Just two weeks ago, the International Monetary Fund (IMF), led by crypto friendly Christine Lagarde, published a global debt report. A staggering number was highlighted in the report — $182 trillion worth of debt exists worldwide. On Dec 13, 2018, the IMF updated the report and the number grew by another $2 trillion for a grand total of $184 trillion. To put things into perspective, that’s $86,000 debt owed on average by every single individual on our planet. More interesting is the fact that each of us earns on average two and a half times less than what we owe — over $30,000. Keep in mind these numbers are not up to date, as the IMF statistics do not take into consideration the 2018 data. Therefore, it is safe to assume the global debt in Dec 2018 is even higher.

Behind The Numbers: A Huge Money Printing Machine

How in the world did we reach this stage? What has actually happened? The simplest answer is that the governments or, more specifically, the central banks, kept printing more and more money — and they still do to this day. To answer more methodically, we would have to go back way in the 20th century, after World War II. More specifically after 1971, when the Bretton Woods gold standard — pegging dollar to gold — was abolished and the current fiat system was born. Yet, to explain most debt accumulation, we do not have to travel that much further in time. The debt problem spiraled out of control after the 2000s when Keynesians — those who followed the school of economic thought defining the economy as a never-ending sequence of boom-and-bust cycles — took hold of the world’s major central banks. To pull the economy out of recession, the central banks applied the Quantitative Easing or QE monetary policy. Put simply, they printed more and more money year after year to buy financial assets that nobody wanted anymore, just like the toxic US subprime securities.

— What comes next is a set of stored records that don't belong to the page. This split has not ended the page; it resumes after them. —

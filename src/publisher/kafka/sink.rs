// SPDX-License-Identifier: Apache-2.0

use async_trait::async_trait;
use futures::stream::{FuturesUnordered, StreamExt};
use rdkafka::producer::{FutureProducer, FutureRecord, Producer};
use rdkafka::util::Timeout;
use std::fmt::Debug;
use std::time::Duration;
use tracing::{debug, info};

use crate::publisher::kafka::{KafkaSinkConfig, Template};
use crate::publisher::{EncodedEvent, PublishError, Sink};

const FLUSH_TIMEOUT: Duration = Duration::from_secs(5);

/// Produces every event as one Kafka message
pub struct KafkaSink {
    config: KafkaSinkConfig,
    topic: Template,
    key: Option<Template>,
    producer: FutureProducer,
}

impl Debug for KafkaSink {
    fn fmt(&self, f: &mut std::fmt::Formatter<'_>) -> std::fmt::Result {
        f.debug_struct("KafkaSink")
            .field("config", &self.config)
            .finish_non_exhaustive()
    }
}

impl KafkaSink {
    pub fn new(config: KafkaSinkConfig) -> Result<Self, PublishError> {
        config.validate().map_err(PublishError::Configuration)?;
        let topic = config
            .topic_template()
            .map_err(PublishError::Configuration)?;
        let key = config.key_template().map_err(PublishError::Configuration)?;

        let producer: FutureProducer = config.build_client_config().create().map_err(|e| {
            PublishError::Configuration(format!("Failed to create producer: {}", e))
        })?;

        info!(
            brokers = ?config.brokers,
            topic = %config.topic,
            "Created Kafka producer"
        );
        Ok(Self {
            config,
            topic,
            key,
            producer,
        })
    }
}

impl KafkaSink {
    /// Topic and key of the message carrying `event`
    fn route(&self, event: &EncodedEvent) -> (String, String) {
        let topic = self.topic.render(|name| event.field(name));
        let key = match self.key {
            Some(ref key) => key.render(|name| event.field(name)),
            None => event.hostname.clone().unwrap_or_default(),
        };
        (topic, key)
    }
}

#[async_trait]
impl Sink for KafkaSink {
    fn name(&self) -> &'static str {
        "kafka"
    }

    async fn publish(&mut self, batch: &[EncodedEvent]) -> Result<(), PublishError> {
        let timeout = Timeout::After(Duration::from_millis(self.config.ack_timeout_ms));
        let mut sends = FuturesUnordered::new();

        // Records borrow their topic and key until delivery completes
        let routes: Vec<(String, String)> = batch.iter().map(|e| self.route(e)).collect();

        for (event, (topic, key)) in batch.iter().zip(routes.iter()) {
            let mut record = FutureRecord::to(topic)
                .key(key.as_str())
                .payload(event.payload.as_slice());
            if let Some(ts) = event.timestamp {
                record = record.timestamp(ts.timestamp_millis());
            }
            sends.push(self.producer.send(record, timeout));
        }

        // Every message has to land, otherwise the whole batch is retried
        let mut result = Ok(());
        while let Some(sent) = sends.next().await {
            match sent {
                Ok(delivery) => {
                    debug!(
                        partition = delivery.partition,
                        offset = delivery.offset,
                        "Message delivered"
                    );
                }
                Err(e) => result = Err(PublishError::from(e)),
            }
        }
        result
    }

    async fn flush(&mut self) -> Result<(), PublishError> {
        self.producer.flush(Timeout::After(FLUSH_TIMEOUT))?;
        Ok(())
    }
}
// SPDX-License-Identifier: Apache-2.0

pub mod bounded_channel;
pub mod harvester;
pub mod init;
pub mod prospector;
pub mod publisher;
pub mod registrar;
// SPDX-License-Identifier: Apache-2.0

pub mod agent;
pub mod args;
pub mod config;
pub mod wait;
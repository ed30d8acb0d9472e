// SPDX-License-Identifier: Apache-2.0

//! File identity based on device and inode.
//!
//! The identity survives renames, so a path that now points at a different
//! identity has been replaced (rotated) rather than appended to.

use serde::{Deserialize, Serialize};
use std::fs::Metadata;
use std::io;
use std::path::Path;

/// Device and inode of a file
#[derive(Debug, Clone, Copy, PartialEq, Eq, Hash, Serialize, Deserialize)]
pub struct FileId {
    dev: u64,
    ino: u64,
}

impl FileId {
    pub fn new(dev: u64, ino: u64) -> Self {
        Self { dev, ino }
    }

    #[cfg(unix)]
    pub fn from_metadata(metadata: &Metadata) -> Self {
        use std::os::unix::fs::MetadataExt;

        Self {
            dev: metadata.dev(),
            ino: metadata.ino(),
        }
    }

    /// Without inodes every file compares equal, so only size-based
    /// truncation detection applies.
    #[cfg(not(unix))]
    pub fn from_metadata(_metadata: &Metadata) -> Self {
        Self { dev: 0, ino: 0 }
    }

    pub fn from_path(path: impl AsRef<Path>) -> io::Result<Self> {
        let metadata = std::fs::metadata(path)?;
        Ok(Self::from_metadata(&metadata))
    }
}

impl std::fmt::Display for FileId {
    fn fmt(&self, f: &mut std::fmt::Formatter<'_>) -> std::fmt::Result {
        write!(f, "{}:{}", self.dev, self.ino)
    }
}
// SPDX-License-Identifier: Apache-2.0

use async_trait::async_trait;
use std::path::Path;
use tokio::fs::OpenOptions;
use tokio::io::{AsyncWrite, AsyncWriteExt, BufWriter};

use crate::publisher::{EncodedEvent, PublishError, Sink};

/// Writes one JSON object per line to stdout or an appended file
pub struct WriterSink {
    name: &'static str,
    writer: BufWriter<Box<dyn AsyncWrite + Send + Unpin>>,
}

impl WriterSink {
    pub fn new(name: &'static str, writer: Box<dyn AsyncWrite + Send + Unpin>) -> Self {
        Self {
            name,
            writer: BufWriter::new(writer),
        }
    }

    pub fn stdout() -> Self {
        Self::new("stdout", Box::new(tokio::io::stdout()))
    }

    /// Open `path` for appending, creating it when missing
    pub async fn file(path: impl AsRef<Path>) -> Result<Self, PublishError> {
        let file = OpenOptions::new()
            .create(true)
            .append(true)
            .open(path.as_ref())
            .await?;
        Ok(Self::new("file", Box::new(file)))
    }
}

#[async_trait]
impl Sink for WriterSink {
    fn name(&self) -> &'static str {
        self.name
    }

    async fn publish(&mut self, batch: &[EncodedEvent]) -> Result<(), PublishError> {
        for event in batch {
            self.writer.write_all(&event.payload).await?;
            self.writer.write_all(b"\n").await?;
        }
        // A batch only counts as delivered once it left our buffer
        self.writer.flush().await?;
        Ok(())
    }

    async fn flush(&mut self) -> Result<(), PublishError> {
        self.writer.flush().await?;
        Ok(())
    }
}
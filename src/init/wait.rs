// SPDX-License-Identifier: Apache-2.0

use std::time::Duration;
use tokio::task::JoinSet;
use tokio::time::{Instant, timeout_at};
use tower::BoxError;
use tracing::error;

pub async fn wait_for_any_task(tasks: &mut JoinSet<Result<(), BoxError>>) -> Result<(), BoxError> {
    match tasks.join_next().await {
        None => Ok(()),
        Some(res) => res?,
    }
}

pub async fn wait_for_tasks_with_timeout(
    tasks: &mut JoinSet<Result<(), BoxError>>,
    timeout: Duration,
) -> Result<(), BoxError> {
    wait_for_tasks_with_deadline(tasks, Instant::now() + timeout).await
}

pub async fn wait_for_tasks_with_deadline(
    tasks: &mut JoinSet<Result<(), BoxError>>,
    stop_at: Instant,
) -> Result<(), BoxError> {
    let mut result = Ok(());
    loop {
        match timeout_at(stop_at, tasks.join_next()).await {
            Err(_) => {
                result = Err("timed out waiting for tasks to complete".into());
                break;
            }
            Ok(None) => break,
            Ok(Some(v)) => match v {
                Ok(Ok(())) => {}
                Ok(Err(e)) => result = Err(e),
                Err(e) => error!("Failed to join with task: {:?}", e),
            },
        }
    }

    result
}
// SPDX-License-Identifier: Apache-2.0

use chrono::{DateTime, Utc};
use std::borrow::Cow;
use std::fmt;
use std::sync::Arc;

use crate::harvester::config::{FileConfig, STDIN_PATH};

/// One logical record read from a harvested source.
///
/// The text is kept as raw bytes; invalid UTF-8 is only replaced when the
/// event is encoded.
#[derive(Clone)]
pub struct Event {
    /// Source path as configured (`-` for stdin)
    pub source: Arc<str>,
    /// Byte offset of the first byte of this record
    pub offset: u64,
    /// Number of source bytes covered by this record, terminators included
    pub len: u64,
    /// Raw line count of the harvester when the event was emitted
    pub line: u64,
    /// Raw or merged text
    pub text: Vec<u8>,
    /// Rules for field extraction and display
    pub config: Arc<FileConfig>,
    /// Read time, absent when the source suppresses timestamps
    pub timestamp: Option<DateTime<Utc>>,
}

impl Event {
    /// Offset just past this record, the resume point once it is delivered
    pub fn end_offset(&self) -> u64 {
        self.offset + self.len
    }

    /// Whether this event was read from standard input
    pub fn is_stdin(&self) -> bool {
        &*self.source == STDIN_PATH
    }

    pub fn hostname(&self) -> Option<&str> {
        self.config.event_hostname()
    }

    pub fn text_lossy(&self) -> Cow<'_, str> {
        String::from_utf8_lossy(&self.text)
    }
}

impl fmt::Debug for Event {
    fn fmt(&self, f: &mut fmt::Formatter<'_>) -> fmt::Result {
        f.debug_struct("Event")
            .field("source", &self.source)
            .field("offset", &self.offset)
            .field("len", &self.len)
            .field("line", &self.line)
            .field("text", &self.text_lossy())
            .finish()
    }
}
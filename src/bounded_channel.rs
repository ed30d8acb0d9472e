// SPDX-License-Identifier: Apache-2.0

//! Bounded MPMC channel used between harvesters, the publisher and the registrar.
//!
//! A full channel suspends async senders, which is how harvesters are throttled
//! when the publisher falls behind.

use flume::{Receiver, Sender, TrySendError};
use std::fmt;

pub struct BoundedSender<T> {
    tx: Sender<T>,
}

#[derive(Debug, PartialEq, Eq)]
pub enum SendError {
    Disconnected,
    Full,
}

impl fmt::Display for SendError {
    fn fmt(&self, f: &mut fmt::Formatter<'_>) -> fmt::Result {
        match self {
            SendError::Disconnected => write!(f, "channel disconnected"),
            SendError::Full => write!(f, "channel full"),
        }
    }
}

impl std::error::Error for SendError {}

impl<T> BoundedSender<T> {
    pub async fn send(&self, item: T) -> Result<(), SendError> {
        match self.tx.send_async(item).await {
            Ok(()) => Ok(()),
            Err(_e) => Err(SendError::Disconnected), // receiver closed
        }
    }

    /// Non-blocking send, fails when the channel has no spare capacity.
    pub fn try_send(&self, item: T) -> Result<(), SendError> {
        match self.tx.try_send(item) {
            Ok(()) => Ok(()),
            Err(TrySendError::Full(_)) => Err(SendError::Full),
            Err(TrySendError::Disconnected(_)) => Err(SendError::Disconnected),
        }
    }

    pub fn len(&self) -> usize {
        self.tx.len()
    }

    pub fn is_empty(&self) -> bool {
        self.tx.is_empty()
    }
}

impl<T> Clone for BoundedSender<T> {
    fn clone(&self) -> Self {
        Self {
            tx: self.tx.clone(),
        }
    }
}

pub struct BoundedReceiver<T> {
    rx: Receiver<T>,
}

impl<T> BoundedReceiver<T> {
    pub async fn next(&mut self) -> Option<T> {
        match self.rx.recv_async().await {
            Ok(item) => Some(item),
            Err(_e) => None, // disconnected
        }
    }

    /// Non-blocking receive - returns immediately.
    /// Returns None if no item is available or channel is disconnected.
    pub fn try_recv(&self) -> Option<T> {
        self.rx.try_recv().ok()
    }

    pub fn len(&self) -> usize {
        self.rx.len()
    }

    pub fn is_empty(&self) -> bool {
        self.rx.is_empty()
    }
}

pub fn bounded<T>(size: usize) -> (BoundedSender<T>, BoundedReceiver<T>) {
    let (tx, rx) = flume::bounded::<T>(size);

    (BoundedSender { tx }, BoundedReceiver { rx })
}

This is how most of the banks survived — the governments bailed them out. QE encourages lending and it all starts at the top level with central banks, escalating ‘down’ to private banks, companies, and consumers. In just five years, between 2009 and 2014, the US Fed alone accumulated $4.5 trillion in financial assets. The current official US debt is over $21 trillion with reports signaling another $21 trillion ‘missing.’

The Future Is Bleak

Obviously, the central banks cannot inflate this huge bubble forever. To keep inflation under control, they plan to revert their policy to Quantitative Tightening or QT and shrink the money supply, as more money in circulation unavoidably leads to inflation. In fact, monetary policymakers have been trying to stop QE for quite some time, but at a very slow pace as not to trigger another recession. A new recession would force them to apply QE again and that could wake the ‘stagflation’ beast — high inflation coupled with very little economic growth. With stagflation comes currency devaluation and ultimately the government’s worst nightmare: a currency crisis. Either way, given today’s economy and massive debt problem, the governments have little-to-no choice in stopping the next recession. They can continue to pump the economy with more paper money, but this will only make things worse by devaluating the fiat system in the medium-term. Alternatively, they can stop — but, like a crack addict, the economy will soon enter the withdrawal phase. Another ‘hit’ of QE could be fatal for all fiat systems. Just imagine: whole countries defaulting one by one — rendering fiat currencies obsolete. USD

Decentralizing The Monetary System

The solution just may be at hand. Unfortunately, the economy must go through withdrawal first. Afterward, the governments must implement a completely new monetary system — one envisioned by Satoshi Nakamoto ten years ago when he first created Bitcoin and hard-coded a clear message in the genesis block: Jan/2009 Chancellor on brink of the second bailout for banks. Nakamoto thought of a system with no central bank at its core, and no printing machine waiting to be manipulated by the few to control the many. A decentralized system managed by the many with no single point of failure. A deflationary system issuing a fixed amount of sound money with no possibility of abolition. An exciting prototype that can and probably will change the way we think about wealth. Do you agree? [bctt tweet=”The current centralized fiat system created a $184 trillion debt problem. Can crypto solve it?” username=”beincrypto”] Will crypto and the blockchain replace today’s monetary system? In what way and how will this change occur? Let us know your thoughts in the comment section below.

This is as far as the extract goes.